[WHAT YOU HAVE TO DO] All lines from the one with "Reads the task's" onward, through the last line of the records below, are to be retyped word for word.

[TASK DATA]
//! Local task checkpoints.
//!
//! A checkpoint stores a task's store contents alongside the changelog offset
//! they reflect, so restore only has to replay the changelog tail. Files are
//! gzip-compressed JSON, written to a temporary file and renamed into place.

use flate2::Compression;
use flate2::read::GzDecoder;
use flate2::write::GzEncoder;
use serde::{Deserialize, Serialize};
use serde_json::Value;
use std::collections::BTreeMap;
use std::fs::{self, File};
use std::io::{BufReader, BufWriter, ErrorKind, Write};
use std::path::{Path, PathBuf};
use tracing::{debug, warn};

use crate::error::StoreError;

#[derive(Debug, Clone, Default, PartialEq, Serialize, Deserialize)]
pub struct StoreCheckpoint {
    /// Next changelog offset not yet reflected in `entries`
    pub changelog_offset: u64,
    pub entries: BTreeMap<String, Value>,
}

#[derive(Debug, Clone, Default, PartialEq, Serialize, Deserialize)]
pub struct TaskCheckpoint {
    pub task: String,
    pub written_at: Option<chrono::DateTime<chrono::Utc>>,
    pub stores: BTreeMap<String, StoreCheckpoint>,
}

/// Checkpoint files for one application, one file per task.
#[derive(Debug, Clone)]
pub struct CheckpointDir {
    root: PathBuf,
}

impl CheckpointDir {
    pub fn new(state_dir: &Path, application_id: &str) -> Self {
        Self {
            root: state_dir.join(application_id),
        }
    }

    pub fn path_for(&self, task: &str) -> PathBuf {
        self.root.join(format!("{task}.checkpoint.json.gz"))
    }

    pub fn write(&self, checkpoint: &TaskCheckpoint) -> Result<(), StoreError> {
        fs::create_dir_all(&self.root)?;
        let path = self.path_for(&checkpoint.task);
        let tmp = path.with_extension("tmp");

        let file = File::create(&tmp)?;
        let mut encoder = GzEncoder::new(BufWriter::new(file), Compression::default());
        serde_json::to_writer(&mut encoder, checkpoint).map_err(std::io::Error::other)?;
        encoder.finish()?.flush()?;
        fs::rename(&tmp, &path)?;

        debug!(task = %checkpoint.task, path = %path.display(), "Wrote checkpoint");
        Ok(())
    }

    /// Reads the task's checkpoint. A missing or unreadable file yields `None`
    /// and the caller restores from the full changelog instead.
    pub fn read(&self, task: &str) -> Option<TaskCheckpoint> {
        let path = self.path_for(task);
        let file = match File::open(&path) {
            Ok(file) => file,
            Err(_) => return None,
        };
        let decoder = GzDecoder::new(BufReader::new(file));
        match serde_json::from_reader::<_, TaskCheckpoint>(decoder) {
            Ok(checkpoint) if checkpoint.task == task => Some(checkpoint),
            Ok(checkpoint) => {
                warn!(task, found = %checkpoint.task, "Checkpoint belongs to another task, ignoring");
                None
            }
            Err(e) => {
                warn!(task, path = %path.display(), error = %e, "Unreadable checkpoint, ignoring");
                None
            }
        }
    }

    /// Deletes the task's checkpoint so the next restore replays the full
    /// changelog. A missing file is not an error.
    pub fn remove(&self, task: &str) {
        let path = self.path_for(task);
        match fs::remove_file(&path) {
            Ok(()) => debug!(task, path = %path.display(), "Removed checkpoint"),
            Err(e) if e.kind() == ErrorKind::NotFound => {}
            Err(e) => warn!(task, path = %path.display(), error = %e, "Failed to remove checkpoint"),
        }
    }
}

[ANSWER TO THE EXERCISE]
    /// Reads the task's checkpoint. A missing or unreadable file yields `None`
    /// and the caller restores from the full changelog instead.
    pub fn read(&self, task: &str) -> Option<TaskCheckpoint> {
        let path = self.path_for(task);
        let file = match File::open(&path) {
            Ok(file) => file,
            Err(_) => return None,
        };
        let decoder = GzDecoder::new(BufReader::new(file));
        match serde_json::from_reader::<_, TaskCheckpoint>(decoder) {
            Ok(checkpoint) if checkpoint.task == task => Some(checkpoint),
            Ok(checkpoint) => {
                warn!(task, found = %checkpoint.task, "Checkpoint belongs to another task, ignoring");
                None
            }
            Err(e) => {
                warn!(task, path = %path.display(), error = %e, "Unreadable checkpoint, ignoring");
                None
            }
        }
    }

    /// Deletes the task's checkpoint so the next restore replays the full
    /// changelog. A missing file is not an error.
    pub fn remove(&self, task: &str) {
        let path = self.path_for(task);
        match fs::remove_file(&path) {
            Ok(()) => debug!(task, path = %path.display(), "Removed checkpoint"),
            Err(e) if e.kind() == ErrorKind::NotFound => {}
            Err(e) => warn!(task, path = %path.display(), error = %e, "Failed to remove checkpoint"),
        }
    }
}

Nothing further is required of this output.